Input data ->
○ ○ ○ ○ ○

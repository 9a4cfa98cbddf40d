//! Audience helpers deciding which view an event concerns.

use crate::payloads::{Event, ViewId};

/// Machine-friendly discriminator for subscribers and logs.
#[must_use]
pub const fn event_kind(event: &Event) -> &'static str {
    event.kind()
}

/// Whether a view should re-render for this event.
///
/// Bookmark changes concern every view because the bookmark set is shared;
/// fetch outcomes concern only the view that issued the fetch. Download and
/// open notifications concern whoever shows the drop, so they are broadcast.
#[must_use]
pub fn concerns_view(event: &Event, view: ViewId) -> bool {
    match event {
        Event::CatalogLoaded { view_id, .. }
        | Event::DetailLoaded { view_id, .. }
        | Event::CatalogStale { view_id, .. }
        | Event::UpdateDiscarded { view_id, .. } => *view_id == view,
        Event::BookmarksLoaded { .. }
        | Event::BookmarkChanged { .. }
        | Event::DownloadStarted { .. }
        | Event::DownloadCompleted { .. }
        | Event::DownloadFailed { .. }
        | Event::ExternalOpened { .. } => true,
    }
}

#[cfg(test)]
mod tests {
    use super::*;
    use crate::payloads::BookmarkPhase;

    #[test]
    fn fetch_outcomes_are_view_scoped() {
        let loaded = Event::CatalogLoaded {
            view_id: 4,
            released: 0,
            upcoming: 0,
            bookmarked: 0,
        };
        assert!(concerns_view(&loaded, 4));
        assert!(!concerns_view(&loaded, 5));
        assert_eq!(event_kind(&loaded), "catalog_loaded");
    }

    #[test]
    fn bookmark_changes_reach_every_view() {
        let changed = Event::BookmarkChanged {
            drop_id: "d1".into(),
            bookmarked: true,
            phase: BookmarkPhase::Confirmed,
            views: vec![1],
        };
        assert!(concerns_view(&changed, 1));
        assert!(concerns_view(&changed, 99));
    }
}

○ ○ ○ ○ ○

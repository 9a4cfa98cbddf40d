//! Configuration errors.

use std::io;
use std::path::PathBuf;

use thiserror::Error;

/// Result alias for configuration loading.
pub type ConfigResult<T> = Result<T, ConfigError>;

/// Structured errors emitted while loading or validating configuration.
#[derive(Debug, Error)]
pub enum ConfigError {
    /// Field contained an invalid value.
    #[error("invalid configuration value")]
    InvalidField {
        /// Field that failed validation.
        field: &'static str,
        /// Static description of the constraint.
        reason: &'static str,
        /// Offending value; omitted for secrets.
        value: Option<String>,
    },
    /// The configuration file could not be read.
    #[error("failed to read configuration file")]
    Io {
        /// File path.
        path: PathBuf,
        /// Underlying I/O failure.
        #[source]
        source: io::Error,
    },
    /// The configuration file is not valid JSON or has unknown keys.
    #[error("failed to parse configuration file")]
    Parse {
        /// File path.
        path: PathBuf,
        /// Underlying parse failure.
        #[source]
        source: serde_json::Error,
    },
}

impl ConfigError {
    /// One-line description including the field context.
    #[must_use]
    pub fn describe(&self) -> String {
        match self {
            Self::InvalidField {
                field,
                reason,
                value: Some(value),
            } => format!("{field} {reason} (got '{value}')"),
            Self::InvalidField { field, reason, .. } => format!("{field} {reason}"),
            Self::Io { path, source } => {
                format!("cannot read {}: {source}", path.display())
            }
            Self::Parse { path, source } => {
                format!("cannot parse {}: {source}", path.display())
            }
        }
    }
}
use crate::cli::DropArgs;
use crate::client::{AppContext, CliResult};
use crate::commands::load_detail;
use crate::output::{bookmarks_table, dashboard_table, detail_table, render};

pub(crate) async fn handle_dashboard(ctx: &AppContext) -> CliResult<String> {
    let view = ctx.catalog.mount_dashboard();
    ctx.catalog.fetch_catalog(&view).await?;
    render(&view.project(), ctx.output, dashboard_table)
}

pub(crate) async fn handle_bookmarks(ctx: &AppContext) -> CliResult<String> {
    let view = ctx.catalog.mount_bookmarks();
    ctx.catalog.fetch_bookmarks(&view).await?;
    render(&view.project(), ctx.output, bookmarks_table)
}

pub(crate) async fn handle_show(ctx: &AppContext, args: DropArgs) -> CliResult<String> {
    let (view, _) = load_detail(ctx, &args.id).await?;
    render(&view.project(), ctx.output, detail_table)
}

○ ○ ○ ○ ○

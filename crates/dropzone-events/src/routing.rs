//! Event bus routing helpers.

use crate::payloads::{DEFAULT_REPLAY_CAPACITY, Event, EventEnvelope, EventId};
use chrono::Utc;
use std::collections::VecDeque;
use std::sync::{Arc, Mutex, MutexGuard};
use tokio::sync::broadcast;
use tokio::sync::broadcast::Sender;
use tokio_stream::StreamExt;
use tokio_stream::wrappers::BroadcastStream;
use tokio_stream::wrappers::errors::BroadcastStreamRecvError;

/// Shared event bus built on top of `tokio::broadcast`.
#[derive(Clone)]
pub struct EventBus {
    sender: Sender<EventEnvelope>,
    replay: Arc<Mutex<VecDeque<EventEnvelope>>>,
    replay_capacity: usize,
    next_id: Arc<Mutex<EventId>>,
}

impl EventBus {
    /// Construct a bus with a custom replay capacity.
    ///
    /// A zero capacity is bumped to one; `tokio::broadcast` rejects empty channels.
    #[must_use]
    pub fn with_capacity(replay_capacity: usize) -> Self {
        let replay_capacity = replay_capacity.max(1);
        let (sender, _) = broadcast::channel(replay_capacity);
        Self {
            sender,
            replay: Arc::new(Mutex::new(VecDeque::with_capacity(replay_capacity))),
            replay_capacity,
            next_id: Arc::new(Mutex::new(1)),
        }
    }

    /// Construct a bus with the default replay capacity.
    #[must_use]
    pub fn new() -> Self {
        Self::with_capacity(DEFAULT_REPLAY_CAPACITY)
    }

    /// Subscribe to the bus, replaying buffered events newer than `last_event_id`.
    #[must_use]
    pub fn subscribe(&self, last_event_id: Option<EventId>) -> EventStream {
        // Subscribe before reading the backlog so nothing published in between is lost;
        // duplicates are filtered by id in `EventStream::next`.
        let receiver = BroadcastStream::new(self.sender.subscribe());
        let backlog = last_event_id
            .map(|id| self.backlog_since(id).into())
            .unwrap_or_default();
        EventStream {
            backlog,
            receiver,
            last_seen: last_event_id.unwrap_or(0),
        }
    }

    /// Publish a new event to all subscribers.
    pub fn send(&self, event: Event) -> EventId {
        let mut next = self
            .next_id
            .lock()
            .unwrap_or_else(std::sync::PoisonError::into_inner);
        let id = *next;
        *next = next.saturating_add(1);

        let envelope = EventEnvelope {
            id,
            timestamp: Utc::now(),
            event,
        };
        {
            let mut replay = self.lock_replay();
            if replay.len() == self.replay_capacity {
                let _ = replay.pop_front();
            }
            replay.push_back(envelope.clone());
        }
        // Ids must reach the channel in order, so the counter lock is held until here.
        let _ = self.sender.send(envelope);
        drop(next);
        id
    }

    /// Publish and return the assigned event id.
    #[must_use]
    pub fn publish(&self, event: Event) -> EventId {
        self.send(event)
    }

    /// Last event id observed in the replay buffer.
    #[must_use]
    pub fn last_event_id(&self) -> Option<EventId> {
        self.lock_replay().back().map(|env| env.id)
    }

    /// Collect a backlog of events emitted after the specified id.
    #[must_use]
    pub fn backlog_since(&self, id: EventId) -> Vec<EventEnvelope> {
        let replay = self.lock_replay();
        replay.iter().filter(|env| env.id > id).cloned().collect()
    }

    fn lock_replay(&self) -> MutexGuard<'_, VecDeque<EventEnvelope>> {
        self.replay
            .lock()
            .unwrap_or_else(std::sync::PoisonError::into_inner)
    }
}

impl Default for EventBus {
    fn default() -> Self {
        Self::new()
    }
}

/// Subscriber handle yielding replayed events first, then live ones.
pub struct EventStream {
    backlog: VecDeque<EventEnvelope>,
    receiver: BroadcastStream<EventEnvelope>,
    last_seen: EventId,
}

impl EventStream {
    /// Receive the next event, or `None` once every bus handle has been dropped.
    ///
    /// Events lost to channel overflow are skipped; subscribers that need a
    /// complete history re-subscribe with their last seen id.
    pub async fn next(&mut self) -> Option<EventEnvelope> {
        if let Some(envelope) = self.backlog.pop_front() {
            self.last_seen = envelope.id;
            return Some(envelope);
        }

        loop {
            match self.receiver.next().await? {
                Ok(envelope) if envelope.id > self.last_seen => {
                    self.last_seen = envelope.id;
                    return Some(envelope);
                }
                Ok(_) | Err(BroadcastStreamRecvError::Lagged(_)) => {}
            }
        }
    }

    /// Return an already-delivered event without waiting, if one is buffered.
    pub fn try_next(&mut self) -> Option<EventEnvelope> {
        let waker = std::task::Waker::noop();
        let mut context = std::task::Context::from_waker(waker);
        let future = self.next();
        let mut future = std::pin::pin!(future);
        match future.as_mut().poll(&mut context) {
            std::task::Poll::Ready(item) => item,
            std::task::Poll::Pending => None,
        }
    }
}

○ ○ ○ ○ ○

What is required ->
Transcribe each line of the data above, unaltered, from the one where "use tokio_stream::StreamExt;" appears to the one where "let receiver = BroadcastStream::new(self.sender.subscribe());" appears, inclusive of both.

The answer ->
use tokio_stream::StreamExt;
use tokio_stream::wrappers::BroadcastStream;
use tokio_stream::wrappers::errors::BroadcastStreamRecvError;

/// Shared event bus built on top of `tokio::broadcast`.
#[derive(Clone)]
pub struct EventBus {
    sender: Sender<EventEnvelope>,
    replay: Arc<Mutex<VecDeque<EventEnvelope>>>,
    replay_capacity: usize,
    next_id: Arc<Mutex<EventId>>,
}

impl EventBus {
    /// Construct a bus with a custom replay capacity.
    ///
    /// A zero capacity is bumped to one; `tokio::broadcast` rejects empty channels.
    #[must_use]
    pub fn with_capacity(replay_capacity: usize) -> Self {
        let replay_capacity = replay_capacity.max(1);
        let (sender, _) = broadcast::channel(replay_capacity);
        Self {
            sender,
            replay: Arc::new(Mutex::new(VecDeque::with_capacity(replay_capacity))),
            replay_capacity,
            next_id: Arc::new(Mutex::new(1)),
        }
    }

    /// Construct a bus with the default replay capacity.
    #[must_use]
    pub fn new() -> Self {
        Self::with_capacity(DEFAULT_REPLAY_CAPACITY)
    }

    /// Subscribe to the bus, replaying buffered events newer than `last_event_id`.
    #[must_use]
    pub fn subscribe(&self, last_event_id: Option<EventId>) -> EventStream {
        // Subscribe before reading the backlog so nothing published in between is lost;
        // duplicates are filtered by id in `EventStream::next`.
        let receiver = BroadcastStream::new(self.sender.subscribe());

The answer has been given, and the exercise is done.